Build a JuMP bilinear expression with a function

I’m writing some algorithms recently and I find this bilinear structure is particularly useful, because its construction steps can be reused in the 2 models.
Is there any advisable idea?

out = JuMP.Model() # outer master problem 
inn = JuMP.Model() # inner subproblem
JuMP.@variable(out, π[1:3]) # dual variable (i.e.
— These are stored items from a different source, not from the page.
/// quick start - minimal example to get started
use chrono::{TimeZone, Utc};
use hostel_billing_rs::{
    Actor, BillingConfig, BillingEngine, Money, ResidentIntake, RoomType, SafeTimeProvider,
    TimeSource,
};

fn main() -> Result<(), Box<dyn std::error::Error>> {
    let time = SafeTimeProvider::new(TimeSource::Test(
        Utc.with_ymd_and_hms(2024, 1, 1, 9, 0, 0).unwrap(),
    ));
    let warden = Actor::named("warden");

    // mess prices and a standard deposit
    let mut engine = BillingEngine::new(BillingConfig::with_rates(
        Money::from_major(5_000),
        Money::from_major(60),
        Money::from_major(120),
        Money::from_major(100),
    ));

    // a two-seat room at 4,500 per seat
    let room = engine.add_room(
        "101",
        RoomType::TwoSeater,
        Money::from_major(4_500),
        &warden,
        &time,
    )?;
    let seat = engine
        .ledger()
        .seats_in(room)
        .next()
        .ok_or("room has no seats")?
        .id;

    // register a resident straight onto the seat
    let resident = engine.move_in(
        ResidentIntake {
            name: "Ali Raza".to_string(),
            cnic: "35202-1111111-1".to_string(),
            phone: Some("0300-1234567".to_string()),
            guardian_phone: None,
            move_in: time.now().date_naive(),
            deposit: None,
        },
        Some(seat),
        None,
        &warden,
        &time,
    )?;

    // move-in issued the deposit invoice and the january rent invoice
    for invoice in engine.ledger().invoices_for(resident) {
        println!("{}: {} due ({})", invoice.period, invoice.total_due, invoice.status);
    }

    Ok(())
}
Lagrangian multiplier)
JuMP.@variable(inn, x[1:3]) # primal decision

# In this topic, bilinear means one factor is Array{VariableRef},
# whereas the other factor is Array{Float64}

function bilinear_expr(π, x) # although this reads concise, it is slow!
    return sum(π[i]x[i] for i in 1:3)
end
# Therefore, I have to write the following 2 methods
function bilinear_expr(π::Array{JuMP.VariableRef}, x)
    model = JuMP.owner_model(π[1])
    return JuMP.@expression(model, sum(π[i]x[i] for i in 1:3))
end
function bilinear_expr(π, x::Array{JuMP.VariableRef})
    model = JuMP.owner_model(x[1])
    return JuMP.@expression(model, sum(π[i]x[i] for i in 1:3))
end

# in practice, we will do, e.g. the following
while true # solve the Lagrangian dual problem using cutting plane method
    JuMP.@constraint(out, bilinear_expr(π, JuMP.value.(x)) >= 3)
    JuMP.@objective(inn, Min, bilinear_expr(JuMP.value.(π), x))
end

We’d generally suggest using @expression. The usual performance tips apply:

But if they’re both Vector: bilinear_expr(π, x) = π' * x?

Inner product style, along with matrix-vector product style code, reads intelligible only when all decision variables has one or two axes. In higher-axes case, sum style code reads more intelligible.

Defining a helper function is because it reads easier when calling (And make me able to reuse the same code).